About 20,000 people a year diagnosed with cancer will face discrimination, with 35 percent of cancer patients said they feel guilty for taking time off for appointments and that they lose faith in their ability to do their job, while 14 percent give up work or are made redundant as a result.
Liz Egan, of Macmillan Cancer Support, said: "It's appalling that, during an already difficult, often stressful time, so many employers are not offering the right support to people with cancer, leaving little choice but to leave. If people are unaware of these rights, they are unable to ask their employers to make adjustments for them. Sometimes they don't even tell their employers that they have cancer."
Macmillan is calling on all employers to put policies in place and that their HR department, managers, and staff should have skills to support colleagues who have cancer.
The Equality Act 2010 - and the Disability Discrimination Act 1995 in Northern Ireland - protect workers diagnosed with cancer from being treated unfairly because of their diagnosis.
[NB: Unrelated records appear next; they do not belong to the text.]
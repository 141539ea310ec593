mod agreement;
mod consumption;
mod quote;
mod rates;
mod tariff;
mod usage;

pub use agreement::TariffAgreement;
pub use consumption::{epoch_ms, ConsumptionInterval};
pub use quote::{DailyTariffQuote, QuoteDraft, QuoteError};
pub use rates::RateWindow;
pub use tariff::{TariffCandidate, TariffId, TARIFFS};
pub use usage::{UsageRecord, UsageRow};
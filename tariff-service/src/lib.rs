pub mod cache;
pub mod clock;
pub mod config;
pub mod decision;
pub mod delivery;
pub mod enrich;
pub mod error;
pub mod jobs;
pub mod metrics_server;
pub mod notify;
pub mod observability;
pub mod pipeline;
pub mod reconcile;
pub mod response;
pub mod retry;
pub mod sinks;
pub mod sources;
pub mod transform;
pub mod upstream;

pub use jobs::JobContext;
pub use pipeline::{Envelope, Pipeline};
pub use response::Response;
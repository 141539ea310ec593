use serde::{Deserialize, Serialize};
use time::OffsetDateTime;

use super::consumption::epoch_ms;

/// A period during which a fixed per-kWh unit cost applies.
///
/// Upstream windows are expected to be contiguous and non-overlapping for a
/// given tariff and day, but nothing enforces that; callers match first-wins.
#[derive(Debug, Clone, PartialEq, Serialize, Deserialize)]
#[serde(from = "RateWindowWire")]
pub struct RateWindow {
    #[serde(with = "time::serde::rfc3339")]
    pub valid_from: OffsetDateTime,
    #[serde(with = "time::serde::rfc3339")]
    pub valid_to: OffsetDateTime,
    pub valid_from_ms: i64,
    pub valid_to_ms: i64,
    pub unit_cost_pence_per_kwh: f64,
}

impl RateWindow {
    pub fn new(valid_from: OffsetDateTime, valid_to: OffsetDateTime, unit_cost_pence_per_kwh: f64) -> Self {
        Self {
            valid_from,
            valid_to,
            valid_from_ms: epoch_ms(valid_from),
            valid_to_ms: epoch_ms(valid_to),
            unit_cost_pence_per_kwh,
        }
    }
}

/// Decoded form of a window. The epoch fields are always derived from the
/// timestamps, never trusted from the payload.
#[derive(Deserialize)]
struct RateWindowWire {
    #[serde(with = "time::serde::rfc3339")]
    valid_from: OffsetDateTime,
    #[serde(with = "time::serde::rfc3339")]
    valid_to: OffsetDateTime,
    unit_cost_pence_per_kwh: f64,
}

impl From<RateWindowWire> for RateWindow {
    fn from(w: RateWindowWire) -> Self {
        Self::new(w.valid_from, w.valid_to, w.unit_cost_pence_per_kwh)
    }
}
use serde::{Deserialize, Serialize};
use time::Date;

use super::consumption::ConsumptionInterval;
use super::rates::RateWindow;
use super::tariff::{TariffCandidate, TariffId};

#[derive(thiserror::Error, Debug, Clone, PartialEq)]
pub enum QuoteError {
    #[error("missing standing charge for {0}")]
    MissingStandingCharge(Date),
    #[error("no rate windows for {0}")]
    EmptyRates(Date),
    #[error("no consumption for {0}")]
    EmptyConsumption(Date),
}

/// Everything needed to cost one day of usage against the tariff that was
/// active on that day.
#[derive(Debug, Clone, PartialEq, Serialize, Deserialize)]
pub struct DailyTariffQuote {
    pub date: Date,
    pub tariff_id: TariffId,
    pub tariff_name: String,
    pub tariff_code: String,
    pub product_code: String,
    pub standing_charge: f64,
    pub rate_windows: Vec<RateWindow>,
    pub consumption: Vec<ConsumptionInterval>,
}

/// A quote under construction. Only [`QuoteDraft::complete`] produces a
/// [`DailyTariffQuote`].
#[derive(Debug, Clone)]
pub struct QuoteDraft {
    pub date: Date,
    pub tariff: &'static TariffCandidate,
    pub tariff_code: String,
    pub product_code: String,
    standing_charge: Option<f64>,
    rate_windows: Vec<RateWindow>,
    consumption: Vec<ConsumptionInterval>,
}

impl QuoteDraft {
    pub fn new(
        date: Date,
        tariff: &'static TariffCandidate,
        tariff_code: impl Into<String>,
        product_code: impl Into<String>,
    ) -> Self {
        Self {
            date,
            tariff,
            tariff_code: tariff_code.into(),
            product_code: product_code.into(),
            standing_charge: None,
            rate_windows: Vec::new(),
            consumption: Vec::new(),
        }
    }

    pub fn with_standing_charge(mut self, pence_per_day: f64) -> Self {
        self.standing_charge = Some(pence_per_day);
        self
    }

    pub fn with_rates(mut self, rates: Vec<RateWindow>) -> Self {
        self.rate_windows = rates;
        self
    }

    pub fn with_consumption(mut self, consumption: Vec<ConsumptionInterval>) -> Self {
        self.consumption = consumption;
        self
    }

    pub fn complete(self) -> Result<DailyTariffQuote, QuoteError> {
        let standing_charge = self
            .standing_charge
            .ok_or(QuoteError::MissingStandingCharge(self.date))?;
        if self.rate_windows.is_empty() {
            return Err(QuoteError::EmptyRates(self.date));
        }
        if self.consumption.is_empty() {
            return Err(QuoteError::EmptyConsumption(self.date));
        }

        Ok(DailyTariffQuote {
            date: self.date,
            tariff_id: self.tariff.id,
            tariff_name: self.tariff.display_name.to_string(),
            tariff_code: self.tariff_code,
            product_code: self.product_code,
            standing_charge,
            rate_windows: self.rate_windows,
            consumption: self.consumption,
        })
    }
}

#[cfg(test)]
mod tests {
    use super::*;
    use time::macros::{date, datetime};

    fn cosy() -> &'static TariffCandidate {
        TariffCandidate::by_id(TariffId::Cosy)
    }

    fn rates() -> Vec<RateWindow> {
        vec![RateWindow::new(
            datetime!(2025-03-01 00:00 UTC),
            datetime!(2025-03-02 00:00 UTC),
            24.5,
        )]
    }

    #[test]
    fn complete_requires_both_series() {
        let draft = QuoteDraft::new(date!(2025-03-01), cosy(), "E-1R-COSY-22-12-08-A", "COSY-22-12-08")
            .with_standing_charge(40.0)
            .with_rates(rates());

        assert_eq!(
            draft.clone().complete().unwrap_err(),
            QuoteError::EmptyConsumption(date!(2025-03-01))
        );

        let quote = draft
            .with_consumption(vec![ConsumptionInterval::new(
                datetime!(2025-03-01 00:00 UTC),
                120.0,
            )])
            .complete()
            .unwrap();
        assert_eq!(quote.tariff_id, TariffId::Cosy);
        assert_eq!(quote.tariff_name, "Cosy Octopus");
        assert_eq!(quote.product_code, "COSY-22-12-08");
    }

    #[test]
    fn complete_rejects_missing_rates_and_standing_charge() {
        let bare = QuoteDraft::new(date!(2025-03-01), cosy(), "E-1R-COSY-22-12-08-A", "COSY-22-12-08");
        assert_eq!(
            bare.clone().complete().unwrap_err(),
            QuoteError::MissingStandingCharge(date!(2025-03-01))
        );
        assert_eq!(
            bare.with_standing_charge(1.0).complete().unwrap_err(),
            QuoteError::EmptyRates(date!(2025-03-01))
        );
    }

    #[test]
    fn quote_serializes_tariff_id_lowercase_and_iso_date() {
        let quote = QuoteDraft::new(date!(2025-03-01), cosy(), "E-1R-COSY-22-12-08-A", "COSY-22-12-08")
            .with_standing_charge(40.0)
            .with_rates(rates())
            .with_consumption(vec![ConsumptionInterval::new(
                datetime!(2025-03-01 00:00 UTC),
                120.0,
            )])
            .complete()
            .unwrap();

        let json = serde_json::to_value(&quote).unwrap();
        assert_eq!(json["tariff_id"], "cosy");
        assert_eq!(json["date"], "2025-03-01");

        let back: DailyTariffQuote = serde_json::from_value(json).unwrap();
        assert_eq!(back, quote);
    }
}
In the United States, The Americans with Disabilities Act (ADA), enforced by the Equal Employment Opportunities Commission (EEOC), prohibits all discrimination related to a disability, a perceived disability, and a history of disability. Some people are fortunate to work with understanding colleagues and bosses, however, other people are not very lucky.
"People living with cancer should know that they have the full support of their employer to return to work, if they want and are able to do so. Returning to work after cancer can also be an integral part of their recovery, so it's crucial that employers show support and understanding to make this a reality," Egan added.